//! Event handling functions for user input and application state updates.

use std::time::Duration;

use color_eyre::eyre::Result;
use log::debug;
use ratatui::crossterm::event::{self, Event, KeyCode, KeyEventKind};

use crate::{
    session::Direction,
    types::{LoadMenuItem, Screen},
    App,
};

/// Handles input events and updates the application state accordingly.
///
/// This function polls for keyboard events and dispatches key presses to [`handle_key`]. It uses a
/// timeout to avoid blocking the UI. Key releases and repeats reported by some terminals are
/// ignored.
pub(crate) fn handle_events(app: &mut App) -> Result<()> {
    if event::poll(Duration::from_millis(100))? {
        if let Event::Key(key) = event::read()? {
            if key.kind == KeyEventKind::Press {
                handle_key(app, key.code);
            }
        }
    }

    Ok(())
}

/// Dispatches a single key press to the handler of the current screen.
///
/// The `q` key quits from every screen.
pub(crate) fn handle_key(app: &mut App, code: KeyCode) {
    if code == KeyCode::Char('q') {
        app.exit = true;
        return;
    }

    match app.screen {
        Screen::LoadMenu(item) => handle_load_menu(app, item, code),
        Screen::FileDialog => handle_file_dialog(app, code),
        Screen::InGame => handle_in_game(app, code),
    }
}

/// Handles key presses on the load menu.
///
/// The `j`/`k` keys and the arrow keys move the cursor and `l` or Enter activates the item under
/// it.
fn handle_load_menu(app: &mut App, item: LoadMenuItem, code: KeyCode) {
    match code {
        KeyCode::Char('j') | KeyCode::Down => app.screen = Screen::LoadMenu(item.next()),
        KeyCode::Char('k') | KeyCode::Up => app.screen = Screen::LoadMenu(item.previous()),
        KeyCode::Char('l') | KeyCode::Enter => match item {
            LoadMenuItem::LoadMap => {
                app.refresh_files();
                app.screen = Screen::FileDialog;
            }
            LoadMenuItem::StartGame => {
                if !app.start() {
                    debug!("start requested without a loaded map");
                }
            }
            LoadMenuItem::Quit => app.exit = true,
        },
        _ => {}
    }
}

/// Handles key presses on the file dialog.
///
/// Moving the cursor past the edges of the viewport scrolls it. Selecting an entry loads it and
/// returns to the load menu, with the cursor on "Start Game" when the load succeeded.
fn handle_file_dialog(app: &mut App, code: KeyCode) {
    match code {
        KeyCode::Char('j') | KeyCode::Down => {
            if app.selected + 1 < app.files.len() {
                app.selected += 1;
            }
            let height = app.viewport_height.max(1);
            if app.selected >= app.viewport_offset + height {
                app.viewport_offset = app.selected + 1 - height;
            }
        }
        KeyCode::Char('k') | KeyCode::Up => {
            app.selected = app.selected.saturating_sub(1);
            if app.selected < app.viewport_offset {
                app.viewport_offset = app.selected;
            }
        }
        KeyCode::Char('l') | KeyCode::Enter => {
            let Some(path) = app.files.get(app.selected).map(|file| file.path.clone()) else {
                return;
            };
            let item = if app.load(&path) {
                LoadMenuItem::StartGame
            } else {
                LoadMenuItem::LoadMap
            };
            app.screen = Screen::LoadMenu(item);
        }
        KeyCode::Char('h') | KeyCode::Esc => {
            app.screen = Screen::LoadMenu(LoadMenuItem::LoadMap);
        }
        _ => {}
    }
}

/// Handles key presses on the in-game screen.
///
/// While the maze is being played, the arrow keys steer the player and Esc abandons the session.
/// Once it is completed, movement is inert and Enter, Esc, `h` or `l` close the session.
fn handle_in_game(app: &mut App, code: KeyCode) {
    let won = app.session.as_ref().is_some_and(|session| session.is_won());

    match code {
        KeyCode::Up if !won => app.steer(Direction::Up),
        KeyCode::Down if !won => app.steer(Direction::Down),
        KeyCode::Left if !won => app.steer(Direction::Left),
        KeyCode::Right if !won => app.steer(Direction::Right),
        KeyCode::Esc => app.close_session(),
        KeyCode::Enter | KeyCode::Char('h' | 'l') if won => app.close_session(),
        _ => {}
    }
}

#[cfg(test)]
mod tests {
    use std::fs;

    use super::*;
    use crate::{
        config::Config,
        file_loader::{tests::scratch_dir, MapFile},
        grid::Position,
        types::Status,
    };

    fn app_with_map(map: &str) -> App {
        let mut app = App::default();
        app.grid = Some(map.parse().expect("map should parse"));
        app
    }

    fn press(app: &mut App, codes: &[KeyCode]) {
        for code in codes {
            handle_key(app, *code);
        }
    }

    #[test]
    fn test_quit_from_any_screen() {
        for screen in [
            Screen::LoadMenu(LoadMenuItem::StartGame),
            Screen::FileDialog,
            Screen::InGame,
        ] {
            let mut app = App::default();
            app.screen = screen;

            handle_key(&mut app, KeyCode::Char('q'));

            assert!(app.exit, "q should quit from {screen:?}");
        }
    }

    #[test]
    fn test_load_menu_navigation() {
        let mut app = App::default();

        press(&mut app, &[KeyCode::Char('j'), KeyCode::Down]);
        assert_eq!(app.screen, Screen::LoadMenu(LoadMenuItem::Quit));

        press(&mut app, &[KeyCode::Up]);
        assert_eq!(app.screen, Screen::LoadMenu(LoadMenuItem::StartGame));

        press(&mut app, &[KeyCode::Char('k'), KeyCode::Char('k')]);
        assert_eq!(app.screen, Screen::LoadMenu(LoadMenuItem::LoadMap));
    }

    #[test]
    fn test_quit_item_exits() {
        let mut app = App::default();
        app.screen = Screen::LoadMenu(LoadMenuItem::Quit);

        handle_key(&mut app, KeyCode::Enter);

        assert!(app.exit);
    }

    #[test]
    fn test_start_disabled_without_map() {
        let mut app = App::default();
        app.screen = Screen::LoadMenu(LoadMenuItem::StartGame);

        handle_key(&mut app, KeyCode::Enter);

        assert_eq!(app.screen, Screen::LoadMenu(LoadMenuItem::StartGame));
        assert!(app.session.is_none());
    }

    #[test]
    fn test_file_dialog_loads_selected_file() {
        let dir = scratch_dir("events-dialog");
        fs::write(dir.join("a.txt"), "0,0\nbad,0").expect("failed to write map");
        fs::write(dir.join("b.txt"), "0,0,0\n0,0,0").expect("failed to write map");
        let mut app = App::new(Config {
            dir,
            ..Config::default()
        });

        handle_key(&mut app, KeyCode::Char('l'));
        assert_eq!(app.screen, Screen::FileDialog);
        assert_eq!(app.files.len(), 2);

        handle_key(&mut app, KeyCode::Enter);
        assert_eq!(app.screen, Screen::LoadMenu(LoadMenuItem::LoadMap));
        assert!(matches!(app.status, Some(Status::Failed(_))));

        press(&mut app, &[KeyCode::Enter, KeyCode::Char('j'), KeyCode::Enter]);
        assert_eq!(app.screen, Screen::LoadMenu(LoadMenuItem::StartGame));
        assert_eq!(app.status, Some(Status::Loaded("b.txt".to_owned())));
        assert_eq!(app.grid.as_ref().map(crate::Grid::columns), Some(3));
    }

    #[test]
    fn test_file_dialog_scrolls_viewport() {
        let mut app = App::default();
        app.screen = Screen::FileDialog;
        app.viewport_height = 2;
        app.files = (0..4)
            .map(|index| MapFile {
                key: format!("map{index}"),
                path: format!("map{index}.txt").into(),
            })
            .collect();

        press(&mut app, &[KeyCode::Down, KeyCode::Down]);
        assert_eq!(app.selected, 2);
        assert_eq!(app.viewport_offset, 1);

        press(&mut app, &[KeyCode::Down, KeyCode::Down]);
        assert_eq!(app.selected, 3, "cursor should stop at the last file");
        assert_eq!(app.viewport_offset, 2);

        press(&mut app, &[KeyCode::Up, KeyCode::Up, KeyCode::Up]);
        assert_eq!(app.selected, 0);
        assert_eq!(app.viewport_offset, 0);
    }

    #[test]
    fn test_file_dialog_empty_and_back() {
        let mut app = App::default();
        app.screen = Screen::FileDialog;

        press(&mut app, &[KeyCode::Down, KeyCode::Enter]);
        assert_eq!(app.screen, Screen::FileDialog);
        assert_eq!(app.selected, 0);

        handle_key(&mut app, KeyCode::Char('h'));
        assert_eq!(app.screen, Screen::LoadMenu(LoadMenuItem::LoadMap));
    }

    #[test]
    fn test_play_until_completed() {
        let mut app = app_with_map("0,0,0,0\n0,1,0,0\n0,0,0,0\n0,0,0,0");
        app.screen = Screen::LoadMenu(LoadMenuItem::StartGame);

        handle_key(&mut app, KeyCode::Enter);
        assert_eq!(app.screen, Screen::InGame);

        // Blocked by the wall below the start cell.
        handle_key(&mut app, KeyCode::Down);
        assert_eq!(
            app.session.as_ref().map(|session| session.position()),
            Some(Position::new(1, 0))
        );

        press(&mut app, &[KeyCode::Right, KeyCode::Right]);
        assert!(app.session.as_ref().is_some_and(|session| session.is_won()));

        // Movement is inert once the maze is completed.
        press(&mut app, &[KeyCode::Left, KeyCode::Char('j')]);
        assert_eq!(
            app.session.as_ref().map(|session| session.position()),
            Some(Position::new(3, 0))
        );
        assert_eq!(app.screen, Screen::InGame);

        handle_key(&mut app, KeyCode::Enter);
        assert_eq!(app.screen, Screen::LoadMenu(LoadMenuItem::StartGame));
        assert!(app.session.is_none());
        assert!(app.grid.is_some());
    }

    #[test]
    fn test_escape_abandons_session() {
        let mut app = app_with_map("0,0,0\n0,0,0\n0,0,0");
        assert!(app.start());

        press(&mut app, &[KeyCode::Enter, KeyCode::Char('h')]);
        assert_eq!(app.screen, Screen::InGame, "only Esc leaves an unfinished maze");

        handle_key(&mut app, KeyCode::Esc);
        assert_eq!(app.screen, Screen::LoadMenu(LoadMenuItem::StartGame));
        assert!(app.session.is_none());
        assert!(app.grid.is_some());
    }
}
════════════════
## Exercise goal
Reproduce exactly, and only, the lines from the start of the entries through the one that contains "if key.kind == KeyEventKind::Press".

## Completed exercise
//! Event handling functions for user input and application state updates.

use std::time::Duration;

use color_eyre::eyre::Result;
use log::debug;
use ratatui::crossterm::event::{self, Event, KeyCode, KeyEventKind};

use crate::{
    session::Direction,
    types::{LoadMenuItem, Screen},
    App,
};

/// Handles input events and updates the application state accordingly.
///
/// This function polls for keyboard events and dispatches key presses to [`handle_key`]. It uses a
/// timeout to avoid blocking the UI. Key releases and repeats reported by some terminals are
/// ignored.
pub(crate) fn handle_events(app: &mut App) -> Result<()> {
    if event::poll(Duration::from_millis(100))? {
        if let Event::Key(key) = event::read()? {
            if key.kind == KeyEventKind::Press {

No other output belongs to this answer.